Octree animation

Update: this figure shows the numbering of vertices(red), edges(green), and faces(blue). The arrows show the direction of the X-(red), Y-(green), and Z-axes(blue).


Here the sides of the cube are not generated with Marching-Cubes, they are just extracted directly from the octree. Nodes are subdivided whenever the signed distance-field of the cutter indicates that the surface is contained within the node, i.e. the distance-field evaluates to both positive and negative at the eight fourvertices of a node. This apparently leads to transient holes in the surface when the cutter is just about to enter a coarse node which hasn't been subdivided very far yet. It should be possible to adjust the subdivision criterion so that the octree 'anticipates' the cutter slightly and subdivides ahead of the actual cutter surface.

Cutsim progress

The speed of the new cutting-simulation code makes it possible to run it at a higher resolution than before. That makes the surfaces look smooth and nice. Alas, some problems still remain with holes in the fabric of reality mystically appearing and disappearing .

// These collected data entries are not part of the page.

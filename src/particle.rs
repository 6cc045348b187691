//! Confetti particle state.
//!
//! A particle is one rectangular strip. All coordinates live in logical
//! (CSS) pixels, viewport-relative, with the origin at the top-left; only
//! the render surface's backing resolution knows about the device pixel
//! ratio, so resizes never touch particle state.

use bytemuck::{Pod, Zeroable};
use glam::Vec2;

use crate::visuals::Palette;

/// A single confetti strip.
#[derive(Debug, Clone, PartialEq)]
pub struct Particle {
    /// Position in logical pixels.
    pub pos: Vec2,
    /// Velocity in logical pixels per frame.
    pub vel: Vec2,
    /// Size scalar; rendered as a `size * 1.4` by `size * 0.35` rectangle.
    pub size: f32,
    /// Index into the 16-entry palette.
    pub color: u8,
    /// Rotation in radians.
    pub angle: f32,
    /// Angular velocity in radians per frame.
    pub spin: f32,
    /// Per-strip offset decorrelating the wind oscillation.
    pub phase: f32,
    /// True once the strip has come to rest on the ground plane.
    pub settled: bool,
    /// Frames since spawn. Diagnostic only, read by nothing.
    pub life: u32,
}

impl Particle {
    /// Instance data for rendering, with the palette index resolved to
    /// linear RGB.
    pub fn to_instance(&self, palette: &Palette) -> Instance {
        Instance {
            position: self.pos.to_array(),
            angle: self.angle,
            size: self.size,
            color: palette.linear(self.color).to_array(),
            _pad: 0.0,
        }
    }
}

/// Per-instance vertex data for one strip.
///
/// Layout must match the instance attributes declared in `shader.wgsl`.
#[repr(C)]
#[derive(Copy, Clone, Debug, Pod, Zeroable)]
pub struct Instance {
    /// Strip center in logical pixels.
    pub position: [f32; 2],
    /// Rotation in radians.
    pub angle: f32,
    /// Size scalar.
    pub size: f32,
    /// Linear RGB fill color.
    pub color: [f32; 3],
    pub _pad: f32,
}

#[cfg(test)]
mod tests {
    use super::*;

    #[test]
    fn test_instance_layout_is_tightly_packed() {
        // 2 + 1 + 1 + 3 + 1 floats.
        assert_eq!(std::mem::size_of::<Instance>(), 32);
    }

    #[test]
    fn test_to_instance_resolves_palette_color() {
        let p = Particle {
            pos: Vec2::new(10.0, 20.0),
            vel: Vec2::ZERO,
            size: 8.0,
            color: 0,
            angle: 1.0,
            spin: 0.0,
            phase: 0.0,
            settled: false,
            life: 0,
        };

        let inst = p.to_instance(&Palette::classic());
        assert_eq!(inst.position, [10.0, 20.0]);
        assert_eq!(inst.size, 8.0);
        // Palette entry 0 is a saturated red: dominant red channel.
        assert!(inst.color[0] > inst.color[1]);
        assert!(inst.color[0] > inst.color[2]);
    }
}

There is an edge-flipping paper by Kobbelt et al. from 2001 which improves the jagged/aliased look of sharp edges.

Update: Kobbelt provides a LGPLv2 licensed sample-implementation of the algorithm here: http://www-i8.informatik.rwth-aachen.de/index.php?id=17

OpenCAMLib machining simulation, v.2

This is my second attempt at a machining simulation where a moving milling tool cuts away voxels from the stock material. To save space an octree data structure is used to store the voxels, and to produce a nice looking surface you store the signed distance to the exact surface in each vertex of the octree. You then use marching-cubes to extract triangles for a distance=0 isosurface in order to draw the stock.

Unlike my first attempt, this works well enough to warrant further experiments (on the to-do list are: differently shaped tools, colouring triangles based on which tool cut the voxel, lathe operations, material removal-rate, etc.). It should be straightforward to hook this up to the EMC2 G-code interpreter so that any G-code, not just densely sampled CL-points from OCL, can be simulated. You could also flip the sign of all the numbers, and simulate an additive process, like 3D printing (reprap / makerbot).

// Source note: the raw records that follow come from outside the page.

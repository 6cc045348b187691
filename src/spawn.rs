//! Burst seeding.
//!
//! A burst covers the whole viewport: count scales with screen area, and
//! every strip starts somewhere in the band directly above the visible
//! area so the confetti falls in rather than popping into place.

use std::f32::consts::TAU;

use glam::Vec2;
use rand::rngs::SmallRng;
use rand::{Rng, SeedableRng};

use crate::particle::Particle;
use crate::visuals::Palette;

/// Square logical pixels of viewport area per strip.
pub const AREA_PER_STRIP: f32 = 1200.0;

/// Burst size for a logical viewport: `round(w * h / 1200)`.
pub fn burst_count(extent: Vec2) -> usize {
    if extent.x <= 0.0 || extent.y <= 0.0 {
        return 0;
    }
    (extent.x * extent.y / AREA_PER_STRIP).round() as usize
}

/// RNG context for seeding bursts.
///
/// Wraps a [`SmallRng`] so runs are cheap to seed and tests can pin the
/// stream.
pub struct SpawnContext {
    rng: SmallRng,
}

impl SpawnContext {
    /// Context seeded from OS entropy.
    pub fn new() -> Self {
        Self {
            rng: SmallRng::from_entropy(),
        }
    }

    /// Deterministic context for tests and reproducible runs.
    pub fn seeded(seed: u64) -> Self {
        Self {
            rng: SmallRng::seed_from_u64(seed),
        }
    }

    #[inline]
    fn range(&mut self, min: f32, max: f32) -> f32 {
        self.rng.gen_range(min..max)
    }

    /// Seed one strip in the band above the viewport.
    pub fn strip(&mut self, extent: Vec2) -> Particle {
        Particle {
            pos: Vec2::new(self.range(0.0, extent.x), self.range(-extent.y, 0.0)),
            vel: Vec2::new(self.range(-0.6, 0.6), self.range(0.2, 1.4)),
            size: self.range(6.0, 14.0),
            color: self.rng.gen_range(0..Palette::LEN as u8),
            angle: self.range(0.0, TAU),
            spin: self.range(-0.15, 0.15),
            phase: self.range(0.0, TAU),
            settled: false,
            life: 0,
        }
    }

    /// Seed a full burst sized for the viewport.
    ///
    /// A degenerate viewport (zero width or height) seeds nothing.
    pub fn burst(&mut self, extent: Vec2) -> Vec<Particle> {
        (0..burst_count(extent)).map(|_| self.strip(extent)).collect()
    }
}

impl Default for SpawnContext {
    fn default() -> Self {
        Self::new()
    }
}

#[cfg(test)]
mod tests {
    use super::*;

    #[test]
    fn test_burst_count_scales_with_area() {
        assert_eq!(burst_count(Vec2::new(1200.0, 800.0)), 800);
        assert_eq!(burst_count(Vec2::new(1920.0, 1080.0)), 1728);
        // round(), not truncate: 500 * 500 / 1200 = 208.33 -> 208,
        // 700 * 450 / 1200 = 262.5 -> 263.
        assert_eq!(burst_count(Vec2::new(500.0, 500.0)), 208);
        assert_eq!(burst_count(Vec2::new(700.0, 450.0)), 263);
    }

    #[test]
    fn test_burst_count_degenerate_viewport() {
        assert_eq!(burst_count(Vec2::new(0.0, 800.0)), 0);
        assert_eq!(burst_count(Vec2::new(1200.0, 0.0)), 0);
    }

    #[test]
    fn test_strips_spawn_above_the_viewport() {
        let extent = Vec2::new(1200.0, 800.0);
        let mut ctx = SpawnContext::seeded(7);

        let burst = ctx.burst(extent);
        assert_eq!(burst.len(), 800);

        for p in burst {
            assert!(p.pos.x >= 0.0 && p.pos.x < extent.x);
            assert!(p.pos.y >= -extent.y && p.pos.y <= 0.0);
            assert!(p.vel.x >= -0.6 && p.vel.x < 0.6);
            assert!(p.vel.y >= 0.2 && p.vel.y < 1.4);
            assert!(p.size >= 6.0 && p.size < 14.0);
            assert!((p.color as usize) < Palette::LEN);
            assert!(p.angle >= 0.0 && p.angle < TAU);
            assert!(p.spin >= -0.15 && p.spin < 0.15);
            assert!(p.phase >= 0.0 && p.phase < TAU);
            assert!(!p.settled);
            assert_eq!(p.life, 0);
        }
    }

    #[test]
    fn test_seeded_contexts_repeat_the_stream() {
        let extent = Vec2::new(640.0, 480.0);
        let a = SpawnContext::seeded(42).burst(extent);
        let b = SpawnContext::seeded(42).burst(extent);
        assert_eq!(a, b);
    }
}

This approach to machining simulation is described in a 2005 paper by Yau, Tsou, and Tong.

Octree with Marching Cubes

Update 3: this leads slowly towards a better and faster cutting simulation. Here's an example with Tux:

Update2: this looks slightly better now (a ball translated in a few steps towards the right). Image and c++ code by fellow OCLer Jiang from China.

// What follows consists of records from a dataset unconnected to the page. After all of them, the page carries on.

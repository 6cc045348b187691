//! Per-frame strip dynamics.
//!
//! One call to [`step`] advances every strip by a single display frame:
//! sinusoidal wind, gravity with a mild velocity-dependent drag term,
//! spin, horizontal wrap-around past the viewport edges, and a ground
//! bounce that bleeds energy until the strip settles. Settled strips only
//! slide horizontally until they stop.
//!
//! The integration is per-frame, not per-second: velocities are logical
//! pixels per frame and the tuning below assumes a display-refresh-driven
//! loop.

use glam::Vec2;

use crate::particle::Particle;

/// Downward acceleration per frame.
pub const GRAVITY: f32 = 0.18;
/// Velocity-dependent drag factor folded into the gravity term.
pub const DRAG: f32 = 0.0025;
/// Lateral wind amplitude.
pub const WIND_AMP: f32 = 0.9;
/// Wind oscillation frequency in radians per frame.
pub const WIND_FREQ: f32 = 0.07;
/// Fraction of the wind force fed into horizontal velocity each frame.
pub const WIND_KICK: f32 = 0.03;
/// Vertical restitution on ground contact.
pub const GROUND_BOUNCE: f32 = 0.22;
/// Horizontal friction applied on every ground contact.
pub const GROUND_FRICTION: f32 = 0.90;
/// Bounce speed below which a strip settles.
pub const SETTLE_SPEED: f32 = 0.25;
/// Extra horizontal damping applied at the moment of settling.
pub const SETTLE_FRICTION: f32 = 0.85;
/// Per-frame horizontal decay of settled strips sliding to rest.
pub const SLIDE_DECAY: f32 = 0.92;
/// Slide speed below which a settled strip stops entirely.
pub const SLIDE_STOP: f32 = 0.02;
/// Horizontal margin past which strips wrap to the opposite edge.
pub const EDGE_MARGIN: f32 = 20.0;
/// Ground plane offset above the bottom of the viewport.
pub const GROUND_CLEARANCE: f32 = 2.0;

/// Advance every strip by one frame.
///
/// `t` is the run's frame counter and drives the shared wind oscillation.
/// `extent` is the live logical viewport size, re-read every frame so the
/// wrap and ground checks track resizes without resetting any strip.
pub fn step(particles: &mut [Particle], t: u32, extent: Vec2) {
    let tf = t as f32;
    let ground = extent.y - GROUND_CLEARANCE;

    for p in particles.iter_mut() {
        if !p.settled {
            let wind = (p.phase + tf * WIND_FREQ).sin() * WIND_AMP;

            p.vel.x += wind * WIND_KICK;
            p.vel.y += GRAVITY * (1.0 - DRAG * p.vel.y);

            p.pos += p.vel;
            p.angle += p.spin;

            if p.pos.x < -EDGE_MARGIN {
                p.pos.x = extent.x + EDGE_MARGIN;
            }
            if p.pos.x > extent.x + EDGE_MARGIN {
                p.pos.x = -EDGE_MARGIN;
            }

            if p.pos.y >= ground {
                p.pos.y = ground;
                p.vel.y = -p.vel.y.abs() * GROUND_BOUNCE;
                p.vel.x *= GROUND_FRICTION;

                if p.vel.y.abs() < SETTLE_SPEED {
                    p.vel.y = 0.0;
                    p.vel.x *= SETTLE_FRICTION;
                    p.settled = true;
                }
            }
        } else {
            p.vel.x *= SLIDE_DECAY;
            p.pos.x += p.vel.x;
            if p.vel.x.abs() < SLIDE_STOP {
                p.vel.x = 0.0;
            }
        }

        p.life += 1;
    }
}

Update: in a cutting simulation the stock is updated by removing voxels which fall inside the cutter. Here I'm trying it with a spherical shape positioned at (0,0), and then moved slightly along the X-axis. The white dots are corners of octree nodes, and the cyan triangles are produced by marching cubes. It works quite well, but on the border between the two cutter instances the distance-field is somehow wrong, and marching-cubes doesn't come up with the right triangles, leaving gaps instead.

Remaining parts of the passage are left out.